Data supplied:

▶

//! Scheduling policies: CPU-share computation and next-thread selection.
//!
//! Policies are pure with respect to storage — they read a snapshot of
//! the registry and return values; the simulation driver applies the
//! results. The trait is object-safe so alternative algorithms (plain
//! round-robin, multilevel feedback) can be swapped in without touching
//! the registry.

use rand::{Rng, RngCore};

use crate::thread::{SimThread, ThreadState};

/// Bound of the uniform perturbation added to each CPU share, in
/// percentage points. Models measurement noise.
pub const SHARE_JITTER: f64 = 5.0;

/// A pluggable scheduling algorithm.
pub trait SchedulingPolicy: Send + Sync {
    fn name(&self) -> &'static str;

    fn description(&self) -> &'static str;

    /// CPU share in [0, 100] for `thread` given the full snapshot.
    /// Zero for anything not running, and zero when no runnable weight
    /// exists at all.
    fn compute_share(&self, thread: &SimThread, all: &[SimThread], rng: &mut dyn RngCore) -> f64;

    /// The thread that would run next, or `None` if nothing is runnable.
    fn select_next<'a>(&self, all: &'a [SimThread]) -> Option<&'a SimThread>;
}

/// Weighted proportional-share scheduling over the fixed priority
/// weights (LOW=1x .. CRITICAL=4x).
///
/// Shares are perturbed independently per thread, so across all running
/// threads they do not generally sum to exactly 100. That is an
/// accepted approximation; callers needing exact normalization must
/// post-process.
#[derive(Debug, Default, Clone, Copy)]
pub struct PriorityScheduling;

impl PriorityScheduling {
    /// Unperturbed proportional share: `100 * weight / total running weight`.
    pub fn base_share(&self, thread: &SimThread, all: &[SimThread]) -> f64 {
        if thread.state != ThreadState::Running {
            return 0.0;
        }
        let total_weight: u32 = all
            .iter()
            .filter(|t| t.state == ThreadState::Running)
            .map(|t| t.priority.weight())
            .sum();
        if total_weight == 0 {
            return 0.0;
        }
        f64::from(thread.priority.weight()) / f64::from(total_weight) * 100.0
    }
}

impl SchedulingPolicy for PriorityScheduling {
    fn name(&self) -> &'static str {
        "Priority Scheduling"
    }

    fn description(&self) -> &'static str {
        "Higher priority threads receive more CPU time. \
         Critical=4x, High=3x, Medium=2x, Low=1x time slices."
    }

    fn compute_share(&self, thread: &SimThread, all: &[SimThread], rng: &mut dyn RngCore) -> f64 {
        let base = self.base_share(thread, all);
        if base == 0.0 {
            return 0.0;
        }
        let jitter = rng.gen_range(-SHARE_JITTER..=SHARE_JITTER);
        (base + jitter).clamp(0.0, 100.0)
    }

    fn select_next<'a>(&self, all: &'a [SimThread]) -> Option<&'a SimThread> {
        let mut runnable: Vec<&SimThread> = all
            .iter()
            .filter(|t| t.state == ThreadState::Running)
            .collect();
        // Priority first, then least execution time so far — approximates
        // round-robin fairness within a priority band. Stable sort keeps
        // insertion order for full ties.
        runnable.sort_by(|a, b| {
            b.priority
                .cmp(&a.priority)
                .then(a.execution_ms.cmp(&b.execution_ms))
        });
        runnable.first().copied()
    }
}

#[cfg(test)]
mod tests {
    use super::*;
    use crate::thread::ThreadPriority;
    use rand::rngs::mock::StepRng;
    use rand::rngs::StdRng;
    use rand::SeedableRng;

    fn thread(id: u64, priority: ThreadPriority, state: ThreadState, execution_ms: u64) -> SimThread {
        let mut rng = StdRng::seed_from_u64(id);
        let mut t = SimThread::new(id, format!("t{}", id), priority, 20_000, None, &mut rng);
        t.state = state;
        t.execution_ms = execution_ms;
        t
    }

    #[test]
    fn test_share_zero_for_non_running() {
        let policy = PriorityScheduling;
        let mut rng = StdRng::seed_from_u64(0);
        let all = vec![
            thread(1, ThreadPriority::High, ThreadState::Paused, 0),
            thread(2, ThreadPriority::Low, ThreadState::Running, 0),
        ];
        assert_eq!(policy.compute_share(&all[0], &all, &mut rng), 0.0);
    }

    #[test]
    fn test_share_zero_when_nothing_runs() {
        let policy = PriorityScheduling;
        let mut rng = StdRng::seed_from_u64(0);
        let all = vec![
            thread(1, ThreadPriority::High, ThreadState::Stopped, 0),
            thread(2, ThreadPriority::Low, ThreadState::Completed, 0),
        ];
        for t in &all {
            assert_eq!(policy.compute_share(t, &all, &mut rng), 0.0);
        }
        assert_eq!(policy.base_share(&all[0], &all), 0.0);
    }

    #[test]
    fn test_share_always_within_bounds() {
        let policy = PriorityScheduling;
        let mut rng = StdRng::seed_from_u64(42);
        // A lone critical thread has base 100; a low one among many has
        // a small base. Both must stay clamped after perturbation.
        let lone = vec![thread(1, ThreadPriority::Critical, ThreadState::Running, 0)];
        let mut crowd = vec![thread(1, ThreadPriority::Low, ThreadState::Running, 0)];
        for id in 2..12 {
            crowd.push(thread(id, ThreadPriority::Critical, ThreadState::Running, 0));
        }
        for _ in 0..200 {
            let s = policy.compute_share(&lone[0], &lone, &mut rng);
            assert!((0.0..=100.0).contains(&s));
            let s = policy.compute_share(&crowd[0], &crowd, &mut rng);
            assert!((0.0..=100.0).contains(&s));
        }
    }

    #[test]
    fn test_equal_priorities_equal_base_share() {
        let policy = PriorityScheduling;
        let all = vec![
            thread(1, ThreadPriority::Medium, ThreadState::Running, 0),
            thread(2, ThreadPriority::Medium, ThreadState::Running, 500),
            thread(3, ThreadPriority::Medium, ThreadState::Running, 900),
            // A paused thread contributes no weight and takes no share.
            thread(4, ThreadPriority::Critical, ThreadState::Paused, 0),
        ];
        let base = policy.base_share(&all[0], &all);
        assert!((base - 100.0 / 3.0).abs() < 1e-9);
        for t in all.iter().filter(|t| t.state == ThreadState::Running) {
            assert!((policy.base_share(t, &all) - base).abs() < f64::EPSILON);
        }
        assert_eq!(policy.base_share(&all[3], &all), 0.0);
    }

    #[test]
    fn test_share_proportional_to_weight() {
        let policy = PriorityScheduling;
        let all = vec![
            thread(1, ThreadPriority::Low, ThreadState::Running, 0),
            thread(2, ThreadPriority::Critical, ThreadState::Running, 0),
        ];
        // Total weight 5: LOW gets 20, CRITICAL gets 80.
        assert!((policy.base_share(&all[0], &all) - 20.0).abs() < f64::EPSILON);
        assert!((policy.base_share(&all[1], &all) - 80.0).abs() < f64::EPSILON);
    }

    #[test]
    fn test_jitter_stays_within_five_points() {
        let policy = PriorityScheduling;
        let mut rng = StdRng::seed_from_u64(7);
        let all = vec![
            thread(1, ThreadPriority::Medium, ThreadState::Running, 0),
            thread(2, ThreadPriority::Medium, ThreadState::Running, 0),
        ];
        for _ in 0..200 {
            let s = policy.compute_share(&all[0], &all, &mut rng);
            assert!((s - 50.0).abs() <= SHARE_JITTER);
        }
    }

    #[test]
    fn test_identical_rng_state_gives_identical_shares() {
        // StepRng with zero increment replays the same draw, so equal
        // priorities must come out with exactly equal shares.
        let policy = PriorityScheduling;
        let all = vec![
            thread(1, ThreadPriority::High, ThreadState::Running, 0),
            thread(2, ThreadPriority::High, ThreadState::Running, 0),
        ];
        let a = policy.compute_share(&all[0], &all, &mut StepRng::new(0, 0));
        let b = policy.compute_share(&all[1], &all, &mut StepRng::new(0, 0));
        assert_eq!(a, b);
    }

    #[test]
    fn test_select_next_prefers_priority() {
        let policy = PriorityScheduling;
        let all = vec![
            thread(1, ThreadPriority::High, ThreadState::Running, 500),
            thread(2, ThreadPriority::Critical, ThreadState::Running, 100),
            thread(3, ThreadPriority::High, ThreadState::Running, 100),
        ];
        assert_eq!(policy.select_next(&all).map(|t| t.id), Some(2));
    }

    #[test]
    fn test_select_next_ties_break_on_execution_time() {
        let policy = PriorityScheduling;
        let all = vec![
            thread(1, ThreadPriority::High, ThreadState::Running, 500),
            thread(3, ThreadPriority::High, ThreadState::Running, 100),
        ];
        assert_eq!(policy.select_next(&all).map(|t| t.id), Some(3));
    }

    #[test]
    fn test_select_next_skips_non_running() {
        let policy = PriorityScheduling;
        let all = vec![
            thread(1, ThreadPriority::Critical, ThreadState::Paused, 0),
            thread(2, ThreadPriority::Low, ThreadState::Running, 0),
        ];
        assert_eq!(policy.select_next(&all).map(|t| t.id), Some(2));
    }

    #[test]
    fn test_select_next_empty() {
        let policy = PriorityScheduling;
        assert!(policy.select_next(&[]).is_none());
        let all = vec![thread(1, ThreadPriority::High, ThreadState::Completed, 0)];
        assert!(policy.select_next(&all).is_none());
    }
}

◀

Exercise aim: In the listing above, count each line that holds the string "EPSILON". Give the number only.

Answer below: 3